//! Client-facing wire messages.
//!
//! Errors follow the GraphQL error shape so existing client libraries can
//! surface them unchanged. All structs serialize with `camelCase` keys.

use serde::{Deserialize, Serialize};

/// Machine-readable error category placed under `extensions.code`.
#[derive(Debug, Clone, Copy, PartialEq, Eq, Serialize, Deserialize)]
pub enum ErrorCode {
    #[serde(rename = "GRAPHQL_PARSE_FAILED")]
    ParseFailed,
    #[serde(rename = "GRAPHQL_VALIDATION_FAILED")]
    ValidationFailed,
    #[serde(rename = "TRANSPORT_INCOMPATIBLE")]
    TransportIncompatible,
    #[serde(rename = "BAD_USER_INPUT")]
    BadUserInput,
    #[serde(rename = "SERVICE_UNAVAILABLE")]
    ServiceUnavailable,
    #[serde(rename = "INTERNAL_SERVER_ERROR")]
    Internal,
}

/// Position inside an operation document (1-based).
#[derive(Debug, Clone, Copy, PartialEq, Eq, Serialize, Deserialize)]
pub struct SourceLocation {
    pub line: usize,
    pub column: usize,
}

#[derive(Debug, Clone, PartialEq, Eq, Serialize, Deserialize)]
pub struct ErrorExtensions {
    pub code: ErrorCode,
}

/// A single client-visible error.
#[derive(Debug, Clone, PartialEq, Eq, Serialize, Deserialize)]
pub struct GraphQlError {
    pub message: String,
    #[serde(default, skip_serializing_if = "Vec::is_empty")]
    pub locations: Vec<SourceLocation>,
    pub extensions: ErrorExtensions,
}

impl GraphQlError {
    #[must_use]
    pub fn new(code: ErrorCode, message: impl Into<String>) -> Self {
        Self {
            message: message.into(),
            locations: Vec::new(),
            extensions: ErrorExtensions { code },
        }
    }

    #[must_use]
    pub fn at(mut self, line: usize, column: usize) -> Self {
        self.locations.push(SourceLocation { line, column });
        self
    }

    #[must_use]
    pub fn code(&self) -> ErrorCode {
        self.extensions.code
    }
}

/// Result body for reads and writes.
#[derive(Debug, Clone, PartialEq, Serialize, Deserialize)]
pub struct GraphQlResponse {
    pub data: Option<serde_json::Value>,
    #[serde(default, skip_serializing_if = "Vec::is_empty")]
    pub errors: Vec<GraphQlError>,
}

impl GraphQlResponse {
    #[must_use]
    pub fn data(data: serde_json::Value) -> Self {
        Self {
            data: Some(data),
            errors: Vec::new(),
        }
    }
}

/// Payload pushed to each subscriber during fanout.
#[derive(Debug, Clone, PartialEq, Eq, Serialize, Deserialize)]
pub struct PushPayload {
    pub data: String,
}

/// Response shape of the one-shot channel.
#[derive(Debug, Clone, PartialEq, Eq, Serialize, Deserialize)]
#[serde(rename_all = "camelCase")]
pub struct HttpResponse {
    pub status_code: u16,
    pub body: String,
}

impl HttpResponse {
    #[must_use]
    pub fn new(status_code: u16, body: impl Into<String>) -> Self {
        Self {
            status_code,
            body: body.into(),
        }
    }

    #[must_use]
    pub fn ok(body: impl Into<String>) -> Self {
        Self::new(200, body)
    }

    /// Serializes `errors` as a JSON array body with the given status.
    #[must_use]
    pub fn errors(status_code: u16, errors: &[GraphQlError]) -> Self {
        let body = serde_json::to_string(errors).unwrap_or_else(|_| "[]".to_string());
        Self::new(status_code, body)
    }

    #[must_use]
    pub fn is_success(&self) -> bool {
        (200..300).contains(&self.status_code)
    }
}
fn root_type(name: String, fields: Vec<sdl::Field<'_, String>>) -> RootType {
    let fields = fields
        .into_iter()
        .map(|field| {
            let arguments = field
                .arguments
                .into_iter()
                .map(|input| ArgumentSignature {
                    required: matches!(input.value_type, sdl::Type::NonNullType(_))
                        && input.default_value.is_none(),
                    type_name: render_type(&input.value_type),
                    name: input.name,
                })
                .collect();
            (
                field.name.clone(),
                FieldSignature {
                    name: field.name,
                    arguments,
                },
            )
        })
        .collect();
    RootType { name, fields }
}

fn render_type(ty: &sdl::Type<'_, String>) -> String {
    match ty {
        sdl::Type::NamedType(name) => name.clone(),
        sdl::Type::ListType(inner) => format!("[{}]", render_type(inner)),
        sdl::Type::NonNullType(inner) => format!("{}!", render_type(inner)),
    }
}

____________

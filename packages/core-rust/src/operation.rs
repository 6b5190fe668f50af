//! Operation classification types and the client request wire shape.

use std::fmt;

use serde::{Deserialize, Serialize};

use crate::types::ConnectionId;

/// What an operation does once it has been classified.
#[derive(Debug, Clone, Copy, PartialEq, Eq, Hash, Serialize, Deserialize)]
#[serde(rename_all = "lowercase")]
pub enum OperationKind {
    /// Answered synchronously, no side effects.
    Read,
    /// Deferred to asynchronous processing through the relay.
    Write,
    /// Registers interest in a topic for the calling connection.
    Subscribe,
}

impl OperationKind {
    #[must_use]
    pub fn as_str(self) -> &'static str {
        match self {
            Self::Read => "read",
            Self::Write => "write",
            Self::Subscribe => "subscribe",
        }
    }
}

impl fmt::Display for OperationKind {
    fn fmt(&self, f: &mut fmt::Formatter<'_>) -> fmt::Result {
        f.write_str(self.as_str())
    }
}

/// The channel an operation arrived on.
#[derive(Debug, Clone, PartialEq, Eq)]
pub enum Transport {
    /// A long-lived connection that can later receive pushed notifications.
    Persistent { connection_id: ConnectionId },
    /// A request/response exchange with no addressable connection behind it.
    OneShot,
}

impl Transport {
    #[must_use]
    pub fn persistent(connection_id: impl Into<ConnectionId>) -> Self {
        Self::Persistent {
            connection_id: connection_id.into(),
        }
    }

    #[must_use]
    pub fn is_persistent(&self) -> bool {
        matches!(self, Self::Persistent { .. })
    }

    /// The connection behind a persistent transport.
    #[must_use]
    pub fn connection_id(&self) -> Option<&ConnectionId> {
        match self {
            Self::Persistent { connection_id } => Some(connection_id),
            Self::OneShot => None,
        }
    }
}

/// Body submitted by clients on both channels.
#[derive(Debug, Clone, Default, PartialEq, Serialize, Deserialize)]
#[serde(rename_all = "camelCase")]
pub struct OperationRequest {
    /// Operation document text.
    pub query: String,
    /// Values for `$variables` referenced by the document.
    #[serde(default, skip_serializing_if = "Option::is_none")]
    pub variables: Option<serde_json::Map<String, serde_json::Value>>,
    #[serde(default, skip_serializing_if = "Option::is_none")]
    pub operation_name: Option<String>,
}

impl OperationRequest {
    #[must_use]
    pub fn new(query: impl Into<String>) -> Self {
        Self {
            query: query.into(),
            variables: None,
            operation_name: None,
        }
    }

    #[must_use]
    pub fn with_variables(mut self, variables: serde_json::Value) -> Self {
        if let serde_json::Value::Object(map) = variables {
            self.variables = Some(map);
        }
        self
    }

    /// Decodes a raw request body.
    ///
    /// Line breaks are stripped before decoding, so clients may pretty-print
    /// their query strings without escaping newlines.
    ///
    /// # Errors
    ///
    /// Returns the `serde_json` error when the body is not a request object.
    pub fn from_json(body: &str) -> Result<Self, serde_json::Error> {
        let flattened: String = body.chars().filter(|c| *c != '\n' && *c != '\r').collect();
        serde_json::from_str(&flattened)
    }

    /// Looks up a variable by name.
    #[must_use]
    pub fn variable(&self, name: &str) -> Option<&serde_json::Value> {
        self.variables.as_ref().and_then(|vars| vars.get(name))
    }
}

____________

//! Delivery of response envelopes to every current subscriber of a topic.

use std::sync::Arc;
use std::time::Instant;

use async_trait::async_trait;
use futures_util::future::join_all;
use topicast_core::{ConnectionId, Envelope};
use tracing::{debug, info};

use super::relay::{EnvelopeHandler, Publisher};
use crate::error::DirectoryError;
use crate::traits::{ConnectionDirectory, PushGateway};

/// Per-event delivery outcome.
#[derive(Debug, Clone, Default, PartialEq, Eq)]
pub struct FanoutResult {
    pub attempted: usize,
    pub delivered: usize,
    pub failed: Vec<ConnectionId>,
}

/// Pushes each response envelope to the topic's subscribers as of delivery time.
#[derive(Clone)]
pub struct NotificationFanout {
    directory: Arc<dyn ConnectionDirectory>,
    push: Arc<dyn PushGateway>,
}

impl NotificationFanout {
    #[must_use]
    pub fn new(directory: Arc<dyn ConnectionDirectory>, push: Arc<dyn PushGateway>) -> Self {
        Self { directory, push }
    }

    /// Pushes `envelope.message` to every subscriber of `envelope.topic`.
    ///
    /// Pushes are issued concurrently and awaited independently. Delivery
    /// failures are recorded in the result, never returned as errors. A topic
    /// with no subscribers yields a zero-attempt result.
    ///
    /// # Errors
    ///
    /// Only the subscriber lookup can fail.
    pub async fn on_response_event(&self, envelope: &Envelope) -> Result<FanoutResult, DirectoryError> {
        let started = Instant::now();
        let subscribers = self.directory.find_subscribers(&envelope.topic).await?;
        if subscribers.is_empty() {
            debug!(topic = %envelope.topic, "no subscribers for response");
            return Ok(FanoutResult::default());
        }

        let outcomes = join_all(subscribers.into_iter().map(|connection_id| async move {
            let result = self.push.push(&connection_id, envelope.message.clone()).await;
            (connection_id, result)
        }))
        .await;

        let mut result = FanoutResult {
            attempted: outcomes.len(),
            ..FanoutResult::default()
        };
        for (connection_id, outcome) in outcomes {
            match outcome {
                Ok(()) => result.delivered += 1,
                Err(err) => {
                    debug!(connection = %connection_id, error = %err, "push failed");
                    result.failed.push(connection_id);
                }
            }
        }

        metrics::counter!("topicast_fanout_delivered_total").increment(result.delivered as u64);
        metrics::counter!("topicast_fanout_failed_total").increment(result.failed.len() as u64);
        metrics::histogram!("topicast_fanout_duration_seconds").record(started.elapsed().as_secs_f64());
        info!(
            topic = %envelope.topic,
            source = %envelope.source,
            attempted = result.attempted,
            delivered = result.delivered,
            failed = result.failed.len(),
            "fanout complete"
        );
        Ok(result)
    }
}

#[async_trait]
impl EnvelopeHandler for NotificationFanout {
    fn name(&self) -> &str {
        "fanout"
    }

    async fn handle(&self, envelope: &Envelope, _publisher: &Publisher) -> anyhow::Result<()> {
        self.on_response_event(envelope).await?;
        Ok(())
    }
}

____________

__Work request__: From the listing above, output exactly the run of lines that starts with the line containing "#[derive(Clone)]" and ends with the line containing "(connection_id, result)".

__Solution to the problem__:
#[derive(Clone)]
pub struct NotificationFanout {
    directory: Arc<dyn ConnectionDirectory>,
    push: Arc<dyn PushGateway>,
}

impl NotificationFanout {
    #[must_use]
    pub fn new(directory: Arc<dyn ConnectionDirectory>, push: Arc<dyn PushGateway>) -> Self {
        Self { directory, push }
    }

    /// Pushes `envelope.message` to every subscriber of `envelope.topic`.
    ///
    /// Pushes are issued concurrently and awaited independently. Delivery
    /// failures are recorded in the result, never returned as errors. A topic
    /// with no subscribers yields a zero-attempt result.
    ///
    /// # Errors
    ///
    /// Only the subscriber lookup can fail.
    pub async fn on_response_event(&self, envelope: &Envelope) -> Result<FanoutResult, DirectoryError> {
        let started = Instant::now();
        let subscribers = self.directory.find_subscribers(&envelope.topic).await?;
        if subscribers.is_empty() {
            debug!(topic = %envelope.topic, "no subscribers for response");
            return Ok(FanoutResult::default());
        }

        let outcomes = join_all(subscribers.into_iter().map(|connection_id| async move {
            let result = self.push.push(&connection_id, envelope.message.clone()).await;
            (connection_id, result)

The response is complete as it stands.